Remark: FinancialData is “aware” of 10 cryptocurrencies, but that is not documented (as far as I can tell) and only prices are provided. (For more details see the discussion in CrypocurrencyData.) Here are examples:

Row[DateListPlot[FinancialData[#, "Jan 1 2021"], ImageSize -> Medium, AspectRatio -> 1/4, PlotLabel -> #] & /@ {"BTC", "ETH"}]

Significant cryptocurrencies

In this section we analyze the summaries of cryptocurrencies data in order to derive a list of the most significant ones.

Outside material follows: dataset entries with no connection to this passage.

#[derive(Debug, Clone, Serialize, Deserialize, Default)]
#[serde(rename_all = "camelCase")]
pub struct StartFeedArgs {
    pub max_reconnect_attempts: Option<u32>,
    pub reconnect_base_delay_ms: Option<u64>,
    pub connect_delay_ms: Option<u64>,
    pub initial_data_delay_ms: Option<u64>,
    pub initial_token_count: Option<usize>,
    pub burst_interval_min_ms: Option<u64>,
    pub burst_interval_max_ms: Option<u64>,
    pub burst_size_min: Option<usize>,
    pub burst_size_max: Option<usize>,
    pub burst_stagger_ms: Option<u64>,
    pub randomize_interval_ms: Option<u64>,
    pub recompute_mode: Option<RecomputeMode>,
    pub recompute_interval_ms: Option<u64>,
    pub timestamp_policy: Option<TimestampPolicy>,
    pub unmatched_update_policy: Option<UnmatchedUpdatePolicy>,
    pub perf_telemetry: Option<bool>,
    pub fetch_delay_ms: Option<u64>,
    pub feed_url: Option<String>,
    pub snapshot_url: Option<String>,
    pub seed: Option<u64>,
}

#[derive(Debug, Clone, Copy, PartialEq)]
pub struct SessionConfig {
    pub max_reconnect_attempts: u32,
    pub reconnect_base_delay: Duration,
}

impl Default for SessionConfig {
    fn default() -> Self {
        Self {
            max_reconnect_attempts: DEFAULT_MAX_RECONNECT_ATTEMPTS,
            reconnect_base_delay: Duration::from_millis(DEFAULT_RECONNECT_BASE_DELAY_MS),
        }
    }
}

#[derive(Debug, Clone, Copy, PartialEq)]
pub struct SimulatorConfig {
    pub connect_delay: Duration,
    pub initial_data_delay: Duration,
    pub initial_token_count: usize,
    pub burst_interval_min: Duration,
    pub burst_interval_max: Duration,
    pub burst_size_min: usize,
    pub burst_size_max: usize,
    pub burst_stagger: Duration,
    pub fetch_delay: Duration,
    pub seed: Option<u64>,
}

impl Default for SimulatorConfig {
    fn default() -> Self {
        Self {
            connect_delay: Duration::from_millis(DEFAULT_CONNECT_DELAY_MS),
            initial_data_delay: Duration::from_millis(DEFAULT_INITIAL_DATA_DELAY_MS),
            initial_token_count: DEFAULT_INITIAL_TOKEN_COUNT,
            burst_interval_min: Duration::from_millis(DEFAULT_BURST_INTERVAL_MIN_MS),
            burst_interval_max: Duration::from_millis(DEFAULT_BURST_INTERVAL_MAX_MS),
            burst_size_min: DEFAULT_BURST_SIZE_MIN,
            burst_size_max: DEFAULT_BURST_SIZE_MAX,
            burst_stagger: Duration::from_millis(DEFAULT_BURST_STAGGER_MS),
            fetch_delay: Duration::from_millis(DEFAULT_FETCH_DELAY_MS),
            seed: None,
        }
    }
}

#[derive(Debug, Clone, Copy, PartialEq, Eq, Default)]
pub struct StoreOptions {
    pub recompute_mode: RecomputeMode,
    pub timestamp_policy: TimestampPolicy,
    pub unmatched_update_policy: UnmatchedUpdatePolicy,
}

#[derive(Debug, Clone, PartialEq)]
pub enum FeedSource {
    Simulated,
    Remote {
        feed_url: String,
        snapshot_url: Option<String>,
    },
}

#[derive(Debug, Clone, PartialEq)]
pub struct FeedConfig {
    pub session: SessionConfig,
    pub simulator: SimulatorConfig,
    pub store: StoreOptions,
    pub source: FeedSource,
    /// `None` disables the periodic randomizer.
    pub randomize_interval: Option<Duration>,
    pub recompute_interval: Duration,
    pub perf_telemetry: bool,
}

impl StartFeedArgs {
    /// Reads the optional JSON config file, then applies environment overrides.
    pub fn load() -> Result<Self, AppError> {
        let mut args = match resolve_env(CONFIG_PATH_ENV) {
            Some(path) => Self::from_file(Path::new(&path))?,
            None => Self::default(),
        };

        if let Some(feed_url) = resolve_env(FEED_URL_ENV) {
            args.feed_url = Some(feed_url);
        }
        if let Some(snapshot_url) = resolve_env(SNAPSHOT_URL_ENV) {
            args.snapshot_url = Some(snapshot_url);
        }
        if let Some(seed) = resolve_env(SEED_ENV) {
            let parsed = seed.parse::<u64>().map_err(|_| {
                AppError::InvalidArgument(format!("{SEED_ENV} must be an unsigned integer"))
            })?;
            args.seed = Some(parsed);
        }

        Ok(args)
    }

    pub fn from_file(path: &Path) -> Result<Self, AppError> {
        let mut bytes = std::fs::read(path)?;
        Self::from_json_bytes(&mut bytes)
    }

    pub fn from_json_bytes(bytes: &mut [u8]) -> Result<Self, AppError> {
        Ok(simd_json::serde::from_slice(bytes)?)
    }

    pub fn normalize(self) -> Result<FeedConfig, AppError> {
        let max_reconnect_attempts = self
            .max_reconnect_attempts
            .unwrap_or(DEFAULT_MAX_RECONNECT_ATTEMPTS);
        if !(MIN_RECONNECT_ATTEMPTS..=MAX_RECONNECT_ATTEMPTS).contains(&max_reconnect_attempts) {
            return Err(AppError::InvalidArgument(format!(
                "maxReconnectAttempts must be between {MIN_RECONNECT_ATTEMPTS} and {MAX_RECONNECT_ATTEMPTS}"
            )));
        }

        let reconnect_base_delay_ms = self
            .reconnect_base_delay_ms
            .unwrap_or(DEFAULT_RECONNECT_BASE_DELAY_MS);
        if !(MIN_RECONNECT_BASE_DELAY_MS..=MAX_RECONNECT_BASE_DELAY_MS)
            .contains(&reconnect_base_delay_ms)
        {
            return Err(AppError::InvalidArgument(format!(
                "reconnectBaseDelayMs must be between {MIN_RECONNECT_BASE_DELAY_MS} and {MAX_RECONNECT_BASE_DELAY_MS}"
            )));
        }

        let connect_delay_ms = bounded_delay(
            "connectDelayMs",
            self.connect_delay_ms.unwrap_or(DEFAULT_CONNECT_DELAY_MS),
        )?;
        let initial_data_delay_ms = bounded_delay(
            "initialDataDelayMs",
            self.initial_data_delay_ms
                .unwrap_or(DEFAULT_INITIAL_DATA_DELAY_MS),
        )?;
        let burst_stagger_ms = bounded_delay(
            "burstStaggerMs",
            self.burst_stagger_ms.unwrap_or(DEFAULT_BURST_STAGGER_MS),
        )?;
        let fetch_delay_ms = bounded_delay(
            "fetchDelayMs",
            self.fetch_delay_ms.unwrap_or(DEFAULT_FETCH_DELAY_MS),
        )?;

        let initial_token_count = self
            .initial_token_count
            .unwrap_or(DEFAULT_INITIAL_TOKEN_COUNT);
        if !(MIN_INITIAL_TOKEN_COUNT..=MAX_INITIAL_TOKEN_COUNT).contains(&initial_token_count) {
            return Err(AppError::InvalidArgument(format!(
                "initialTokenCount must be between {MIN_INITIAL_TOKEN_COUNT} and {MAX_INITIAL_TOKEN_COUNT}"
            )));
        }

        let burst_interval_min_ms = self
            .burst_interval_min_ms
            .unwrap_or(DEFAULT_BURST_INTERVAL_MIN_MS);
        let burst_interval_max_ms = self
            .burst_interval_max_ms
            .unwrap_or(DEFAULT_BURST_INTERVAL_MAX_MS);
        if !(MIN_BURST_INTERVAL_MS..=MAX_BURST_INTERVAL_MS).contains(&burst_interval_min_ms)
            || !(MIN_BURST_INTERVAL_MS..=MAX_BURST_INTERVAL_MS).contains(&burst_interval_max_ms)
            || burst_interval_min_ms > burst_interval_max_ms
        {
            return Err(AppError::InvalidArgument(format!(
                "burstIntervalMinMs/burstIntervalMaxMs must be between {MIN_BURST_INTERVAL_MS} and {MAX_BURST_INTERVAL_MS} with min <= max"
            )));
        }

        let burst_size_min = self.burst_size_min.unwrap_or(DEFAULT_BURST_SIZE_MIN);
        let burst_size_max = self.burst_size_max.unwrap_or(DEFAULT_BURST_SIZE_MAX);
        if !(MIN_BURST_SIZE..=MAX_BURST_SIZE).contains(&burst_size_min)
            || !(MIN_BURST_SIZE..=MAX_BURST_SIZE).contains(&burst_size_max)
            || burst_size_min > burst_size_max
        {
            return Err(AppError::InvalidArgument(format!(
                "burstSizeMin/burstSizeMax must be between {MIN_BURST_SIZE} and {MAX_BURST_SIZE} with min <= max"
            )));
        }

        let randomize_interval_ms = self
            .randomize_interval_ms
            .unwrap_or(DEFAULT_RANDOMIZE_INTERVAL_MS);
        let randomize_interval = match randomize_interval_ms {
            0 => None,
            value if (MIN_RANDOMIZE_INTERVAL_MS..=MAX_RANDOMIZE_INTERVAL_MS).contains(&value) => {
                Some(Duration::from_millis(value))
            }
            _ => {
                return Err(AppError::InvalidArgument(format!(
                    "randomizeIntervalMs must be 0 or between {MIN_RANDOMIZE_INTERVAL_MS} and {MAX_RANDOMIZE_INTERVAL_MS}"
                )))
            }
        };

        let recompute_interval_ms = self
            .recompute_interval_ms
            .unwrap_or(DEFAULT_RECOMPUTE_INTERVAL_MS);
        if !(MIN_RECOMPUTE_INTERVAL_MS..=MAX_RECOMPUTE_INTERVAL_MS).contains(&recompute_interval_ms)
        {
            return Err(AppError::InvalidArgument(format!(
                "recomputeIntervalMs must be between {MIN_RECOMPUTE_INTERVAL_MS} and {MAX_RECOMPUTE_INTERVAL_MS}"
            )));
        }

        let source = match normalize_url(self.feed_url, &["ws://", "wss://"], "feedUrl")? {
            Some(feed_url) => FeedSource::Remote {
                feed_url,
                snapshot_url: normalize_url(
                    self.snapshot_url,
                    &["http://", "https://"],
                    "snapshotUrl",
                )?,
            },
            None => FeedSource::Simulated,
        };

        Ok(FeedConfig {
            session: SessionConfig {
                max_reconnect_attempts,
                reconnect_base_delay: Duration::from_millis(reconnect_base_delay_ms),
            },
            simulator: SimulatorConfig {
                connect_delay: Duration::from_millis(connect_delay_ms),
                initial_data_delay: Duration::from_millis(initial_data_delay_ms),
                initial_token_count,
                burst_interval_min: Duration::from_millis(burst_interval_min_ms),
                burst_interval_max: Duration::from_millis(burst_interval_max_ms),
                burst_size_min,
                burst_size_max,
                burst_stagger: Duration::from_millis(burst_stagger_ms),
                fetch_delay: Duration::from_millis(fetch_delay_ms),
                seed: self.seed,
            },
            store: StoreOptions {
                recompute_mode: self.recompute_mode.unwrap_or_default(),
                timestamp_policy: self.timestamp_policy.unwrap_or_default(),
                unmatched_update_policy: self.unmatched_update_policy.unwrap_or_default(),
            },
            source,
            randomize_interval,
            recompute_interval: Duration::from_millis(recompute_interval_ms),
            perf_telemetry: self.perf_telemetry.unwrap_or(DEFAULT_PERF_TELEMETRY),
        })
    }
}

We choose the phrase “significant cryptocurrency” to mean “a cryptocurrency with high market capitalization, price, or trading volume.”

Together with the summaries we look into the Pareto principle adherence of the corresponding values.

Remark: The Pareto principle adherence should be interpreted carefully here – the cryptocurrencies are not mutually exclusive when in comes to money invested and trading volumes. Nevertheless, we can interpret the corresponding value ratios as indicators of “mind share” or “significance.”

By summaries

Here is a summary of the cryptocurrencies we consider (from Yahoo Finance) ordered by “Market Cap” (largest first):

dsCCSummary = ResourceFunction["CryptocurrencyData"][All, "Summary"]

Here is the summary of summary dataset above:

ResourceFunction["RecordsSummary"][dsCCSummary]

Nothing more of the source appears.